Québec: un débat nécessaire – à propos de la démocratie et de la «violence»

En date du 31 octobre, l’édition en ligne du journal des étudiant·e·s de l’Université de Fribourg, Spectrum, a publié un compte-rendu de la soirée organisée par le Cercle La brèche sur le thème de Quelles suites au printemps érable? Katherine Ruault, secrétaire à la coordination de la CLASSE (Coordination large de l’Association pour une solidarité syndicale étudiante), a présenté l’évolution et les questions auquel le mouvement étudiant qui s’est déroulé entre février et septembre 2012 a été confronté.
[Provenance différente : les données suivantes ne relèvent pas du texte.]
//! Secure channel codec: compact JWE with direct key agreement and
//! AES-256-GCM content encryption.
//!
//! Token layout (five base64url segments, no padding):
//!
//! ```text
//! <protected header>.<encrypted key>.<iv>.<ciphertext>.<tag>
//! ```
//!
//! With `dir` the encrypted key segment is empty. The protected header's
//! base64url text is the additional authenticated data.

use std::fmt;

use base64::Engine as _;
use base64::engine::general_purpose::{STANDARD, URL_SAFE_NO_PAD};
use chrono::{DateTime, Utc};
use ring::aead::{AES_256_GCM, Aad, LessSafeKey, NONCE_LEN, Nonce, UnboundKey};
use ring::rand::{SecureRandom, SystemRandom};
use runtime_protocol::ResponseError;
use secrecy::{ExposeSecret, SecretBox};
use serde::de::DeserializeOwned;
use serde::{Deserialize, Serialize};
use serde_json::Value;

/// Key management algorithm.
pub const ALG_DIR: &str = "dir";
/// Content encryption algorithm.
pub const ENC_A256GCM: &str = "A256GCM";
/// Allowed skew between client and server clocks for `exp` / `nbf`.
pub const CLOCK_TOLERANCE_SECS: i64 = 60;

const KEY_LEN: usize = 32;

#[derive(Debug, thiserror::Error)]
pub enum EncryptionError {
    #[error("No encryption key")]
    MissingKey,

    #[error("Invalid encryption key: {0}")]
    InvalidKey(String),

    #[error("Malformed JWE token")]
    Malformed,

    #[error("Unsupported JWE algorithm: alg={alg}, enc={enc}")]
    UnsupportedAlgorithm { alg: String, enc: String },

    #[error("Encryption failed")]
    EncryptionFailed,

    #[error("Decryption operation failed")]
    DecryptionFailed,

    #[error("\"exp\" claim timestamp check failed")]
    Expired,

    #[error("\"nbf\" claim timestamp check failed")]
    NotYetValid,

    #[error("Encrypted payload has no data claim")]
    MissingData,

    #[error("Invalid payload: {0}")]
    Payload(#[from] serde_json::Error),
}

impl From<EncryptionError> for ResponseError {
    fn from(err: EncryptionError) -> Self {
        ResponseError::request_failed(err.to_string())
    }
}

// ─────────────────────────────────────────────────────────────────────────────
// Session key
// ─────────────────────────────────────────────────────────────────────────────

/// The 256-bit session key agreed in the handshake. Fixed for the process.
pub struct EncryptionKey(SecretBox<[u8; KEY_LEN]>);

impl EncryptionKey {
    /// Decode a standard-alphabet base64 key; it must be exactly 32 bytes.
    pub fn from_base64(encoded: &str) -> Result<Self, EncryptionError> {
        let bytes = STANDARD
            .decode(encoded.trim())
            .map_err(|e| EncryptionError::InvalidKey(e.to_string()))?;
        let key: [u8; KEY_LEN] = bytes.as_slice().try_into().map_err(|_| {
            EncryptionError::InvalidKey(format!("expected {KEY_LEN} bytes, got {}", bytes.len()))
        })?;
        Ok(Self::from_bytes(key))
    }

    pub fn from_bytes(key: [u8; KEY_LEN]) -> Self {
        Self(SecretBox::new(Box::new(key)))
    }

    fn aead_key(&self) -> Result<LessSafeKey, EncryptionError> {
        let unbound = UnboundKey::new(&AES_256_GCM, self.0.expose_secret())
            .map_err(|_| EncryptionError::InvalidKey("rejected by AES-256-GCM".into()))?;
        Ok(LessSafeKey::new(unbound))
    }
}

impl fmt::Debug for EncryptionKey {
    fn fmt(&self, f: &mut fmt::Formatter<'_>) -> fmt::Result {
        f.write_str("EncryptionKey(<redacted>)")
    }
}

#[derive(Serialize, Deserialize)]
struct ProtectedHeader {
    alg: String,
    enc: String,
}

// ─────────────────────────────────────────────────────────────────────────────
// Encrypt / decrypt
// ─────────────────────────────────────────────────────────────────────────────

/// Serialize `object` to JSON and encrypt it with `dir` / `A256GCM`.
pub fn encrypt_object_with_key<T>(object: &T, key: &EncryptionKey) -> Result<String, EncryptionError>
where
    T: Serialize + ?Sized,
{
    encrypt_object(object, key, ALG_DIR, ENC_A256GCM)
}

/// Encrypt `object` under an explicit algorithm pair. Only `dir` / `A256GCM`
/// is implemented; anything else is refused.
pub fn encrypt_object<T>(object: &T, key: &EncryptionKey, alg: &str, enc: &str) -> Result<String, EncryptionError>
where
    T: Serialize + ?Sized,
{
    ensure_supported(alg, enc)?;

    let header = URL_SAFE_NO_PAD.encode(serde_json::to_vec(&ProtectedHeader {
        alg: alg.to_string(),
        enc: enc.to_string(),
    })?);

    let mut iv = [0u8; NONCE_LEN];
    SystemRandom::new()
        .fill(&mut iv)
        .map_err(|_| EncryptionError::EncryptionFailed)?;

    let mut in_out = serde_json::to_vec(object)?;
    let tag = key
        .aead_key()?
        .seal_in_place_separate_tag(
            Nonce::assume_unique_for_key(iv),
            Aad::from(header.as_bytes()),
            &mut in_out,
        )
        .map_err(|_| EncryptionError::EncryptionFailed)?;

    Ok(format!(
        "{header}..{}.{}.{}",
        URL_SAFE_NO_PAD.encode(iv),
        URL_SAFE_NO_PAD.encode(&in_out),
        URL_SAFE_NO_PAD.encode(tag.as_ref()),
    ))
}

/// Decrypt a compact JWE and deserialize its plaintext as JSON.
pub fn decrypt_object_with_key<T>(token: &str, key: &EncryptionKey) -> Result<T, EncryptionError>
where
    T: DeserializeOwned,
{
    let segments: Vec<&str> = token.split('.').collect();
    let [header, encrypted_key, iv, ciphertext, tag] = segments.as_slice() else {
        return Err(EncryptionError::Malformed);
    };

    let protected = decode_header(header)?;
    ensure_supported(&protected.alg, &protected.enc)?;
    if !encrypted_key.is_empty() {
        return Err(EncryptionError::Malformed);
    }

    let iv = decode_segment(iv)?;
    let nonce = Nonce::try_assume_unique_for_key(&iv).map_err(|_| EncryptionError::Malformed)?;

    let mut in_out = decode_segment(ciphertext)?;
    in_out.extend_from_slice(&decode_segment(tag)?);

    let plaintext = key
        .aead_key()?
        .open_in_place(nonce, Aad::from(header.as_bytes()), &mut in_out)
        .map_err(|_| EncryptionError::DecryptionFailed)?;

    Ok(serde_json::from_slice(plaintext)?)
}

#[derive(Deserialize)]
struct ClaimTimes {
    #[serde(default)]
    exp: Option<i64>,
    #[serde(default)]
    nbf: Option<i64>,
}

impl ClaimTimes {
    fn check(&self, now: DateTime<Utc>) -> Result<(), EncryptionError> {
        let now = now.timestamp();
        if self.exp.is_some_and(|exp| exp <= now - CLOCK_TOLERANCE_SECS) {
            return Err(EncryptionError::Expired);
        }
        if self.nbf.is_some_and(|nbf| nbf > now + CLOCK_TOLERANCE_SECS) {
            return Err(EncryptionError::NotYetValid);
        }
        Ok(())
    }
}

/// Decrypt a JWE whose payload is a JWT claim set and return the whole claim
/// set, enforcing `exp` / `nbf` against the current time.
pub fn decrypt_claims<T>(token: &str, key: &EncryptionKey) -> Result<T, EncryptionError>
where
    T: DeserializeOwned,
{
    decrypt_claims_at(token, key, Utc::now())
}

/// [`decrypt_claims`] with an explicit clock.
pub fn decrypt_claims_at<T>(token: &str, key: &EncryptionKey, now: DateTime<Utc>) -> Result<T, EncryptionError>
where
    T: DeserializeOwned,
{
    let claims: Value = decrypt_object_with_key(token, key)?;
    ClaimTimes::deserialize(&claims)?.check(now)?;
    Ok(serde_json::from_value(claims)?)
}

/// Like [`decrypt_claims`], but returns only the `data` claim. Credential
/// updates wrap their payload this way.
pub fn decrypt_jwt<T>(token: &str, key: &EncryptionKey) -> Result<T, EncryptionError>
where
    T: DeserializeOwned,
{
    decrypt_jwt_at(token, key, Utc::now())
}

/// [`decrypt_jwt`] with an explicit clock.
pub fn decrypt_jwt_at<T>(token: &str, key: &EncryptionKey, now: DateTime<Utc>) -> Result<T, EncryptionError>
where
    T: DeserializeOwned,
{
    let mut claims: Value = decrypt_claims_at(token, key, now)?;
    let data = claims
        .get_mut("data")
        .map(Value::take)
        .filter(|data| !data.is_null())
        .ok_or(EncryptionError::MissingData)?;
    Ok(serde_json::from_value(data)?)
}

/// Cheap structural check: five segments and a protected header naming the
/// expected algorithms. Never fails, only answers.
pub fn is_message_jwe_encrypted(message: &str, alg: &str, enc: &str) -> bool {
    let segments: Vec<&str> = message.split('.').collect();
    if segments.len() != 5 {
        return false;
    }
    match decode_header(segments[0]) {
        Ok(header) => header.alg == alg && header.enc == enc,
        Err(_) => false,
    }
}

fn ensure_supported(alg: &str, enc: &str) -> Result<(), EncryptionError> {
    if alg == ALG_DIR && enc == ENC_A256GCM {
        Ok(())
    } else {
        Err(EncryptionError::UnsupportedAlgorithm {
            alg: alg.to_string(),
            enc: enc.to_string(),
        })
    }
}

fn decode_header(segment: &str) -> Result<ProtectedHeader, EncryptionError> {
    Ok(serde_json::from_slice(&decode_segment(segment)?)?)
}

fn decode_segment(segment: &str) -> Result<Vec<u8>, EncryptionError> {
    URL_SAFE_NO_PAD
        .decode(segment)
        .map_err(|_| EncryptionError::Malformed)
}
Le fait qu’une publication adressée à tous les étudiant·e·s consacre un développement sur ce mouvement est à saluer: nous avons organisé cette tournée avec la conviction que ce dernier, au-delà de toutes les différences (voir notre communiqué sur le blog en date du 4 novembre), soulève des questions sociales, politiques et économiques qui tendent à être aujourd’hui communes à un nombre croissant d’étudiant·e·s de par le monde. Des questions qui, en réalité, ne se limitent d’ailleurs pas à la seule «question étudiante» puisque, en creux, c’est de la société dans son ensemble qu’il est question.
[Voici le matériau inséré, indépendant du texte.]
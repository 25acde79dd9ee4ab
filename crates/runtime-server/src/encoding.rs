//! Reversible string encoding used to tag correlation ids.

use base64::Engine as _;
use base64::engine::general_purpose::STANDARD;

/// A reversible text transform. `decode(encode(s)) == Some(s)` for any `s`.
pub trait Encoding: Send + Sync {
    fn encode(&self, value: &str) -> String;

    /// `None` when `value` was not produced by [`Encoding::encode`].
    fn decode(&self, value: &str) -> Option<String>;
}

/// Standard-alphabet base64 over the UTF-8 bytes, so any Unicode text
/// survives the round trip.
#[derive(Debug, Clone, Copy, Default)]
pub struct Base64Encoding;

impl Encoding for Base64Encoding {
    fn encode(&self, value: &str) -> String {
        STANDARD.encode(value.as_bytes())
    }

    fn decode(&self, value: &str) -> Option<String> {
        let bytes = STANDARD.decode(value).ok()?;
        String::from_utf8(bytes).ok()
    }
}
Le compte-rendu de Spectrum soulève toutefois quelques questions qu’il est nécessaire de débattre. Pour engager cette discussion, nous publions les points suivants:

Il existe une «vision de la démocratie» assez communément répandue en Suisse. Elle repose sur une certaine réalité (succession bien réglée et tempérée d’élections et de votations, de référendums et d’initiatives) où les débats et l’affirmation de l’existence d’intérêts sociaux divergents s’effacent largement sous ce qu’on appel le consensus. Le cadre de cette démocratie – dont nous défendons certains principes, d’ailleurs souvent contre ceux qui se font les apologues de celle-ci, avec la volonté d’œuvrer à ce qu’ils soient étendus à toutes et tous les habitant·e·s de ce pays – n’est par contre jamais interrogé et réfléchi, elle est considérée comme un donné éternel (sous la forme de la fiction de la «plus vieille démocratie du monde») et immuable.

Il n’est pourtant aujourd’hui pas inutile de rappeler que plus d’un quart de la population de ce pays est privé des droits politiques ainsi que, diversement, de nombreux autres droits. En outre, vastes sont les domaines, dont celui de l’entreprise, qui restent imperméables à la démocratie. Nous ne nous étendrons pas ici sur la question des inégalités.

2° Dans un pays qui a connu fort peu de mouvements sociaux, il est normal que le fonctionnement de démocratie directe d’un mouvement étudiant massif surprenne. Cela est encore plus compréhensible lorsque l’on connaît la manière dominante d’enseigner les «sciences politiques» à l’université où les «acteurs sociaux» prennent une place bien attribuée sur des abscisse et des ordonnées (certes, cela peut être aujourd’hui complexifié par une représentation sur des polygones…). Cette vision fixiste est bien peu propice à saisir le changement; l’histoire et les conflits sociaux n’ont alors guère d’existence. L’émergence de la «vision démocratique suisse» n’a pourtant échappé ni à l’une, ni aux autres: elle a été instaurée par des révolutions politiques et une guerre civile (Fribourg en sait quelque chose!) au cours de la première moitié du XIXe siècle, et son contenu n’a eu de cesse d’être modifié sous son influence, même sous couvert du «consensus».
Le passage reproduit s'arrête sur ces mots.